SHOW NOTES: S02E04, "Driving Mr. Mossback"
This is a very music-heavy episode of Six Feet Under, so let's start off with some songs! On the plane, Nate and Claire talk about Sleater-Kinney, a Washington-based band that was going strong in 2001—they were probably working on their sixth album, One Beat, which dropped in 2002. Here they are performing the title track from that album (though this was not filmed in 2001).
If you need more Sleater-Kinney in your life, NPR Music recorded a full ninety-minute set in 2015 for your viewing pleasure. They're on tour now for their new record, The Center Will Not Hold, but the only remaining dates are in Europe.
Photo by Charlie Engman
There are two more prominent songs in this episode. The first is "Our Way to Fall" by Yo La Tengo—here's a video of them performing it live. The other, which closes out the episode, is "Drive" by Joe 90—listen to the full song here.

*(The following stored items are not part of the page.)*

//! # Conference Alert Auth
//!
//! Application-level authentication state and the route guard built on it.
//!
//! ## States
//!
//! ```text
//! Uninitialized ──initialize()──▶ Authenticated(user) ◀──sign_in()──┐
//!                         └─────▶ Unauthenticated ────sign_out()────┘
//! ```
//!
//! Guard decisions are [`RouteDecision::Loading`] until the coordinator is
//! initialized, so a page never flashes a redirect while the persisted
//! session is still being read.
//!
//! ## Example
//!
//! ```rust,ignore
//! use conference_alert_auth::{AuthCoordinator, RouteDecision, RoutePolicy};
//!
//! let auth = AuthCoordinator::new(client, RoutePolicy::default());
//! auth.initialize();
//! let _sync = auth.spawn_sync();
//!
//! match auth.guard("/dashboard") {
//!     RouteDecision::Redirect(target) => navigate(&target),
//!     RouteDecision::Loading => show_spinner(),
//!     RouteDecision::Forbidden => navigate(&auth.policy().landing_path),
//!     RouteDecision::Allow => render(),
//! }
//! ```

pub mod config;
pub mod coordinator;
pub mod router;
pub mod state;

// Re-export main types for convenience
pub use config::RoutePolicy;
pub use coordinator::{AuthCoordinator, SyncHandle};
pub use router::{RouteDecision, guard};
pub use state::AuthStatus;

This episode kicks off at the iconic Pike Place Market, which is a popular Seattle tourist destination and home of the first Starbucks. One of the things the market is known for is the fishmongers who throw fish back and forth to entertain the crowds. Here's a video of that happening.
Photo from AlaskaAir
In this episode, David tries to share some fun facts about how Abraham Lincoln's body was transported by rail from DC to his home state of Illinois. The body traveled through 180 cities, and every time it stopped, it was transported through the streets by horse and carriage to a public building where a viewing was held. You can learn more by watching this History Channel video.

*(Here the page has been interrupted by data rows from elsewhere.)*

//! # Conference Alert Client
//!
//! Typed access to the Conference Alert backend: event listing, search and
//! submission, the blog, and account sessions.
//!
//! Lookups that find nothing return `Ok(None)`. Every other failure is a
//! [`ClientError`] and is logged through `tracing` before it is returned.
//!
//! ## Example
//!
//! ```no_run
//! use conference_alert_client::{ClientConfig, PocketBaseClient};
//! use conference_alert_core::filter::SearchType;
//! use conference_alert_core::{PageRequest, SearchCriteria};
//!
//! # async fn demo() -> Result<(), conference_alert_client::ClientError> {
//! let client = PocketBaseClient::new(ClientConfig::default())?;
//!
//! let criteria = SearchCriteria::new()
//!     .country("India")
//!     .term("Mumbai", SearchType::City);
//! let page = client.find_events(&criteria, PageRequest::new(1, 20)).await?;
//!
//! for event in &page.items {
//!     println!("{} -> /event/{}", event.name, PocketBaseClient::event_slug(event));
//! }
//! # Ok(())
//! # }
//! ```

mod auth;
mod blogs;
pub mod client;
pub mod config;
pub mod error;
mod events;
pub mod persistence;
pub mod session;
mod wire;

// Re-export main types for convenience
pub use client::{PocketBaseClient, PocketBaseClientBuilder};
pub use config::ClientConfig;
pub use error::{ClientError, Result};
pub use persistence::{FilePersistence, MemoryPersistence, SessionPersistence};
pub use session::{AuthSession, SessionStore, SessionSubscription};
pub use wire::{SORT_BY_START_DATE, SORT_NEWEST, SORT_SOONEST};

Jenna theorized that there's probably delicious tofu meatloaf to be had at By Chloe these days, and indeed, chef Chloe Coscarelli published this vegan meatloaf recipe in the New York Times this year. It's actually tempeh meatloaf, not tofu, but close enough. It does look significantly tastier than Lisa's, though we wouldn't go so far as to say it looks tasty.

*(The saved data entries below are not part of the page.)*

//! # Conference Alert Core
//!
//! Pure domain layer for the Conference Alert listing site: typed records
//! for events, blog posts and users, the slug codec used by detail pages,
//! the search filter builder, and the pagination contract every listing
//! shares.
//!
//! Nothing in this crate performs I/O. The HTTP client lives in
//! `conference-alert-client`; session-driven routing lives in
//! `conference-alert-auth`.
//!
//! ## Example
//!
//! ```
//! use conference_alert_core::filter::{build_search_filter, SearchType};
//! use conference_alert_core::{slug, RecordId};
//!
//! let filter = build_search_filter("India", "Engineering and Technology", SearchType::Category);
//! assert_eq!(
//!     filter,
//!     r#"status = "accepted" && country ~ "India" && event_category = "Engineering and Technology""#,
//! );
//!
//! let id = RecordId::parse("k3m9x2q7w1p8z4r").unwrap();
//! let link = slug::encode("Global AI Summit", &id);
//! assert_eq!(slug::decode(&link), Some(id));
//! ```

pub mod assets;
pub mod calendar;
pub mod catalog;
pub mod environment;
pub mod error;
pub mod filter;
pub mod id;
pub mod models;
pub mod pagination;
pub mod route;
pub mod slug;
pub mod validation;

// Re-export main types for convenience
pub use error::{CoreError, Result};
pub use filter::{BlogQuery, Filter, SearchCriteria, SearchType};
pub use id::RecordId;
pub use models::{
    Attachment, BlogCategory, BlogPost, BlogPostUpdate, BlogStatus, Event, EventCategory,
    EventStats, EventStatus, EventType, NewBlogPost, NewEvent, StoredRecord, User,
};
pub use pagination::{Page, PageRequest};
pub use validation::Registration;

Lisa claims she doesn't go to the movies because film is processed with gelatin, which contributes to the "global slavery of animals." We were skeptical and did a little sleuthing. It's true that there isn't a vegan alternative to gelatin, but it's also true that no animal is ever killed expressly for that purpose—gelatin is made from the bones and byproducts of animals who were killed for their meat and hides. So all Lisa is really doing by eschewing gelatin is making sure there's more waste in that process. Go see a movie, Lisa. (This isn't much of a problem now, as most movies are shot digitally.)
And finally... Warren 2020. (We support you if you want to vote for someone else. But make sure you vote!)